Has Glaxo given up Dutasteride as hair loss treatment drug?

BaldingHelpMe

Established Member
Reaction score
21
Has Glaxo, the company that invented Dutasteride, given up getting it approved as hair loss treatment drug? What's going on?? What are they hiding? What do they know that we don't?
 

Oriol

Established Member
Reaction score
14
So i guess they didn't explain why? I think the results were good right?
 

Rudolphus

Established Member
My Regimen
Reaction score
73
Glaxo never completed the phase 3 trials to get dutasteride approved as a hair loss treatment. They must have considered that it was not worth the expense involved in completing trials and marketing it, considering that there was already Propecia/finasteride that does exactly the same thing as dutasteride (although slightly less potently so), and that Propecia itself had disappointing sales. Also there's the fact that dutasteride logically has worse side-effects than finasteride, because it almost completely inhibits action of the type 2 5-alpha reductase enzyme, and also partially inhibits action of the type 1 enzyme which plays little to no role in male pattern baldness and which also happens to be present in our brain tissue.

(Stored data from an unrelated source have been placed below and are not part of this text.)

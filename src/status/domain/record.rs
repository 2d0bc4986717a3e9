//! Immutable transition records forming a task's audit trail.

use super::{ParseTriggerKindError, StatusDomainError, TaskStatus};
use crate::task::domain::TaskIdentity;
use chrono::{DateTime, TimeDelta, Utc};
use mockable::Clock;
use serde::{Deserialize, Serialize};
use std::fmt;
use uuid::Uuid;

/// Unique identifier of a transition record.
#[derive(Debug, Clone, Copy, PartialEq, Eq, PartialOrd, Ord, Hash, Serialize, Deserialize)]
#[serde(transparent)]
pub struct TransitionRecordId(Uuid);

impl TransitionRecordId {
    /// Generates a random identifier.
    #[must_use]
    pub fn new() -> Self {
        Self(Uuid::new_v4())
    }

    /// Wraps an existing UUID.
    #[must_use]
    pub const fn from_uuid(id: Uuid) -> Self {
        Self(id)
    }

    /// Returns the inner UUID.
    #[must_use]
    pub const fn into_inner(self) -> Uuid {
        self.0
    }
}

impl Default for TransitionRecordId {
    fn default() -> Self {
        Self::new()
    }
}

impl fmt::Display for TransitionRecordId {
    fn fmt(&self, f: &mut fmt::Formatter<'_>) -> fmt::Result {
        write!(f, "{}", self.0)
    }
}

/// What caused a transition.
#[derive(Debug, Clone, Copy, PartialEq, Eq, Hash, Serialize, Deserialize)]
#[serde(rename_all = "snake_case")]
pub enum TriggerKind {
    /// A person requested the change.
    Manual,
    /// A rule or integration requested the change.
    Automatic,
    /// A timer expired.
    Timeout,
    /// An approval step produced the change.
    Approval,
}

impl TriggerKind {
    /// Returns the canonical storage representation.
    #[must_use]
    pub const fn as_str(self) -> &'static str {
        match self {
            Self::Manual => "manual",
            Self::Automatic => "automatic",
            Self::Timeout => "timeout",
            Self::Approval => "approval",
        }
    }

    /// Whether transitions with this trigger default to automated.
    #[must_use]
    pub const fn is_automated(self) -> bool {
        matches!(self, Self::Automatic | Self::Timeout)
    }
}

impl fmt::Display for TriggerKind {
    fn fmt(&self, f: &mut fmt::Formatter<'_>) -> fmt::Result {
        f.write_str(self.as_str())
    }
}

impl TryFrom<&str> for TriggerKind {
    type Error = ParseTriggerKindError;

    fn try_from(value: &str) -> Result<Self, Self::Error> {
        match value.trim().to_ascii_lowercase().as_str() {
            "manual" => Ok(Self::Manual),
            "automatic" => Ok(Self::Automatic),
            "timeout" => Ok(Self::Timeout),
            "approval" => Ok(Self::Approval),
            _ => Err(ParseTriggerKindError(value.to_owned())),
        }
    }
}

/// Identifier of the person or system performing a change.
#[derive(Debug, Clone, PartialEq, Eq, Hash, Serialize, Deserialize)]
#[serde(try_from = "String", into = "String")]
pub struct Actor(String);

impl Actor {
    /// Longest accepted actor identifier, in characters.
    pub const MAX_LENGTH: usize = 255;

    /// Creates a validated actor.
    ///
    /// # Errors
    ///
    /// Returns [`StatusDomainError::EmptyActor`] when the trimmed value is
    /// empty and [`StatusDomainError::ActorTooLong`] when it exceeds
    /// [`Self::MAX_LENGTH`] characters.
    pub fn new(value: impl Into<String>) -> Result<Self, StatusDomainError> {
        let raw = value.into();
        let trimmed = raw.trim();
        if trimmed.is_empty() {
            return Err(StatusDomainError::EmptyActor);
        }
        let length = trimmed.chars().count();
        if length > Self::MAX_LENGTH {
            return Err(StatusDomainError::ActorTooLong {
                length,
                max: Self::MAX_LENGTH,
            });
        }
        Ok(Self(trimmed.to_owned()))
    }

    /// Returns the actor as `str`.
    #[must_use]
    pub fn as_str(&self) -> &str {
        &self.0
    }
}

impl TryFrom<String> for Actor {
    type Error = StatusDomainError;

    fn try_from(value: String) -> Result<Self, Self::Error> {
        Self::new(value)
    }
}

impl From<Actor> for String {
    fn from(value: Actor) -> Self {
        value.0
    }
}

impl fmt::Display for Actor {
    fn fmt(&self, f: &mut fmt::Formatter<'_>) -> fmt::Result {
        f.write_str(&self.0)
    }
}

/// Validated content of a transition about to be recorded.
#[derive(Debug, Clone, PartialEq, Eq)]
pub struct TransitionDraft {
    /// Task changing status.
    pub task: TaskIdentity,
    /// Status the task is leaving.
    pub from_status: TaskStatus,
    /// Status the task is entering.
    pub to_status: TaskStatus,
    /// Who requested the change.
    pub actor: Actor,
    /// Whether a system rather than a person made the change.
    pub automated: bool,
    /// What caused the change.
    pub trigger_kind: TriggerKind,
    /// Free-form justification.
    pub reason: Option<String>,
    /// Whether the change waits for approval before taking effect.
    pub requires_approval: bool,
}

/// One entry of a task's status history.
///
/// Records are never edited, apart from the single approval stamp applied to
/// a pending record.
#[derive(Debug, Clone, PartialEq, Eq)]
pub struct TransitionRecord {
    id: TransitionRecordId,
    task: TaskIdentity,
    from_status: Option<TaskStatus>,
    to_status: TaskStatus,
    actor: Actor,
    automated: bool,
    trigger_kind: TriggerKind,
    reason: Option<String>,
    occurred_at: DateTime<Utc>,
    duration_in_previous_status: Option<TimeDelta>,
    requires_approval: bool,
    approved_by: Option<Actor>,
    approved_at: Option<DateTime<Utc>>,
}

/// Parameter object for reconstructing a persisted record.
#[derive(Debug, Clone, PartialEq, Eq)]
pub struct PersistedTransitionRecord {
    /// Persisted identifier.
    pub id: TransitionRecordId,
    /// Persisted task identity.
    pub task: TaskIdentity,
    /// Persisted source status.
    pub from_status: Option<TaskStatus>,
    /// Persisted target status.
    pub to_status: TaskStatus,
    /// Persisted actor.
    pub actor: Actor,
    /// Persisted automation flag.
    pub automated: bool,
    /// Persisted trigger kind.
    pub trigger_kind: TriggerKind,
    /// Persisted reason.
    pub reason: Option<String>,
    /// Persisted creation timestamp.
    pub occurred_at: DateTime<Utc>,
    /// Persisted time spent in the previous status.
    pub duration_in_previous_status: Option<TimeDelta>,
    /// Persisted approval requirement.
    pub requires_approval: bool,
    /// Persisted approver.
    pub approved_by: Option<Actor>,
    /// Persisted approval timestamp.
    pub approved_at: Option<DateTime<Utc>>,
}

impl TransitionRecord {
    /// Creates a record stamped with the current clock time.
    ///
    /// `previous_effective_at` is when the task entered its current status;
    /// the time since then is kept at millisecond precision.
    #[must_use]
    pub fn new(
        draft: TransitionDraft,
        previous_effective_at: Option<DateTime<Utc>>,
        clock: &impl Clock,
    ) -> Self {
        let occurred_at = clock.utc();
        let duration_in_previous_status = previous_effective_at.map(|entered| {
            TimeDelta::milliseconds(occurred_at.signed_duration_since(entered).num_milliseconds())
        });

        Self {
            id: TransitionRecordId::new(),
            task: draft.task,
            from_status: Some(draft.from_status),
            to_status: draft.to_status,
            actor: draft.actor,
            automated: draft.automated,
            trigger_kind: draft.trigger_kind,
            reason: draft.reason,
            occurred_at,
            duration_in_previous_status,
            requires_approval: draft.requires_approval,
            approved_by: None,
            approved_at: None,
        }
    }

    /// Reconstructs a record from persisted storage.
    #[must_use]
    pub fn from_persisted(data: PersistedTransitionRecord) -> Self {
        Self {
            id: data.id,
            task: data.task,
            from_status: data.from_status,
            to_status: data.to_status,
            actor: data.actor,
            automated: data.automated,
            trigger_kind: data.trigger_kind,
            reason: data.reason,
            occurred_at: data.occurred_at,
            duration_in_previous_status: data.duration_in_previous_status,
            requires_approval: data.requires_approval,
            approved_by: data.approved_by,
            approved_at: data.approved_at,
        }
    }

    /// Returns a copy stamped as approved by `approver` at `at`.
    ///
    /// # Errors
    ///
    /// Returns [`StatusDomainError::NotPendingApproval`] unless the record is
    /// awaiting approval.
    pub fn approved(&self, approver: Actor, at: DateTime<Utc>) -> Result<Self, StatusDomainError> {
        if !self.is_pending() {
            return Err(StatusDomainError::NotPendingApproval(self.id));
        }
        Ok(Self {
            approved_by: Some(approver),
            approved_at: Some(at),
            ..self.clone()
        })
    }

    /// Returns whether the record awaits approval.
    #[must_use]
    pub const fn is_pending(&self) -> bool {
        self.requires_approval && self.approved_by.is_none()
    }

    /// When the record's status took effect: approval time if approved,
    /// otherwise creation time.
    #[must_use]
    pub fn effective_at(&self) -> DateTime<Utc> {
        self.approved_at.unwrap_or(self.occurred_at)
    }

    /// Returns the record identifier.
    #[must_use]
    pub const fn id(&self) -> TransitionRecordId {
        self.id
    }

    /// Returns the task identity.
    #[must_use]
    pub const fn task(&self) -> &TaskIdentity {
        &self.task
    }

    /// Returns the status the task left, when recorded.
    #[must_use]
    pub const fn from_status(&self) -> Option<TaskStatus> {
        self.from_status
    }

    /// Returns the status the task entered.
    #[must_use]
    pub const fn to_status(&self) -> TaskStatus {
        self.to_status
    }

    /// Returns who requested the change.
    #[must_use]
    pub const fn actor(&self) -> &Actor {
        &self.actor
    }

    /// Returns whether a system made the change.
    #[must_use]
    pub const fn automated(&self) -> bool {
        self.automated
    }

    /// Returns what caused the change.
    #[must_use]
    pub const fn trigger_kind(&self) -> TriggerKind {
        self.trigger_kind
    }

    /// Returns the justification, if any.
    #[must_use]
    pub fn reason(&self) -> Option<&str> {
        self.reason.as_deref()
    }

    /// Returns the creation timestamp.
    #[must_use]
    pub const fn occurred_at(&self) -> DateTime<Utc> {
        self.occurred_at
    }

    /// Returns how long the task stayed in its previous status.
    #[must_use]
    pub const fn duration_in_previous_status(&self) -> Option<TimeDelta> {
        self.duration_in_previous_status
    }

    /// Returns whether the change needed approval.
    #[must_use]
    pub const fn requires_approval(&self) -> bool {
        self.requires_approval
    }

    /// Returns the approver, once approved.
    #[must_use]
    pub const fn approved_by(&self) -> Option<&Actor> {
        self.approved_by.as_ref()
    }

    /// Returns the approval timestamp, once approved.
    #[must_use]
    pub const fn approved_at(&self) -> Option<DateTime<Utc>> {
        self.approved_at
    }
}

impl fmt::Display for TransitionRecord {
    fn fmt(&self, f: &mut fmt::Formatter<'_>) -> fmt::Result {
        let from = self.from_status.unwrap_or(TaskStatus::INITIAL);
        write!(f, "{}: {from} -> {} by {}", self.task, self.to_status, self.actor)?;
        if self.is_pending() {
            f.write_str(" (pending approval)")?;
        }
        Ok(())
    }
}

I guess Glaxo must have decided that the costs of trying to market dutasteride as a hair loss treatment outweighed the benefits in the end.
 

Rudolphus

Established Member
My Regimen
Reaction score
73
When Propecia first came out, its sales were described as "famously disappointing". It has never reached anywhere close to the level of sales that were first anticipated before it was released. My guess it that less than 5% of balding men even use Propecia.
 

Pequod

Experienced Member
Reaction score
98
I imagine the lawsuits over Propecia made them put it on the back burner until things gets litigated.
 

BaldingHelpMe

Established Member
Reaction score
21
The patent for Dutasteride has expired, so does that mean Glaxo is not going to pursuit its approval for hair loss treatment?